The second legacy is slightly more subtle, which is that, coming out of the New Deal era, the most important electoral base of the Democrats was the working class, and this class was overwhelmingly located in urban centers, large cities, because that’s where the factories were. After the ’80s, the geographical location of that electoral base didn’t change, it was still cities, but the cities changed. Whereas cities used to be the place where blue-collar workers and unions were based, by the early 2000s, cities became reorganized around new sectors — finance, real estate, insurance, services, more high-end income groups.

The Democrats were still relying on the cities for their votes, but because the cities’ demography had shifted, it had a profound effect on the electoral dynamics. Affluent groups became the base of the party, and race and gender became reconceptualized around the experiences and the demands of those affluent groups.

So the Democrats were depending on a much more affluent voting base than they had in the past.

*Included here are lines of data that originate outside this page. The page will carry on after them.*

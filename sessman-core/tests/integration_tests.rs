//! Integration tests for sessman-core infrastructure

use sessman_core::{
    config_error, init_logging, validation_error, BackendKind, CoreError, LogFormat,
    LoggingConfig, SessmanConfig,
};

#[test]
fn test_error_macros() {
    let config_err = config_error!("Invalid config", "test_component");
    match &config_err {
        CoreError::Config { message, context, .. } => {
            assert_eq!(message, "Invalid config");
            assert_eq!(context.component, "test_component");
            assert!(!context.error_id.is_empty());
            assert!(!context.suggestions.is_empty());
        }
        _ => panic!("Expected Config error"),
    }
    assert!(config_err.context().is_some());

    // Should not panic
    config_err.log();

    let validation_err = validation_error!("Invalid field value", "session.ttl_secs", "validator");
    match validation_err {
        CoreError::Validation { ref field, ref context, .. } => {
            assert_eq!(field.as_deref(), Some("session.ttl_secs"));
            assert_eq!(context.component, "validator");
        }
        _ => panic!("Expected Validation error"),
    }
    validation_err.log();
}

#[test]
fn test_config_file_round_trip() {
    let dir = tempfile::tempdir().unwrap();
    let path = dir.path().join("sessman.toml");

    let mut config = SessmanConfig::default();
    config.session.ttl_secs = 1800;
    config.sqlite.database = Some(dir.path().join("sessions.db").display().to_string());
    config.sqlite.sweep_interval_secs = 5;
    config.save_to_file(&path).unwrap();

    let loaded = SessmanConfig::from_file(&path).unwrap();
    assert_eq!(loaded.session.ttl_secs, 1800);
    assert_eq!(loaded.sqlite.sweep_interval_secs, 5);
    assert_eq!(loaded.sqlite.database, config.sqlite.database);
    assert!(loaded.validate().is_ok());
}

#[test]
fn test_layered_load_reads_file() {
    let dir = tempfile::tempdir().unwrap();
    let path = dir.path().join("sessman.toml");
    std::fs::write(
        &path,
        r#"
[session]
backend = "mongodb"
ttl_secs = 120

[mongodb]
server_url = "db.internal:27017"
database = "app"
username = "svc"
password = "pw"
collection = "web_sessions"
"#,
    )
    .unwrap();

    let config = SessmanConfig::load(Some(&path)).unwrap();
    assert_eq!(config.session.backend, BackendKind::Document);
    assert_eq!(config.session.ttl_secs, 120);
    assert_eq!(config.mongodb.server_url, "db.internal:27017");
    assert_eq!(config.mongodb.collection, "web_sessions");
    assert!(config.validate().is_ok());
}

#[test]
fn test_missing_file_is_config_error() {
    let dir = tempfile::tempdir().unwrap();
    let result = SessmanConfig::load(Some(&dir.path().join("absent.toml")));
    assert!(matches!(result, Err(CoreError::Config { .. })));
}

#[test]
fn test_logging_initialization() {
    let config = LoggingConfig {
        level: "debug".to_string(),
        format: LogFormat::Compact,
        filter_directives: vec!["sessman_core=debug".to_string()],
        ..LoggingConfig::default()
    };

    // The first call installs the subscriber, a second one must fail cleanly
    let _ = init_logging(&config);
    assert!(init_logging(&config).is_err());
}

#[test]
fn test_bad_filter_directive() {
    let config = LoggingConfig {
        filter_directives: vec!["sessman_core=notalevel".to_string()],
        ..LoggingConfig::default()
    };
    assert!(matches!(
        init_logging(&config),
        Err(CoreError::Logging { .. })
    ));
}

At the same time, organized pressure from working-class minorities and women was declining because of the defeat of the union movement, and the main organizations taking their place in the Democratic Party were the nonprofits and business.

Take the issue of race. In the high tide of liberalism, the black working class had a voice inside the Democratic Party through the Congress of Industrial Organizations (CIO) and the trade unions, and they brought anti-racism into the party through the prism of the needs of black workers. When the unions are dismantled and trade unionism in general goes into decline, who is voicing the concerns of blacks? It’s going to be the more affluent blacks and black political officials that have come up through the post–civil rights era.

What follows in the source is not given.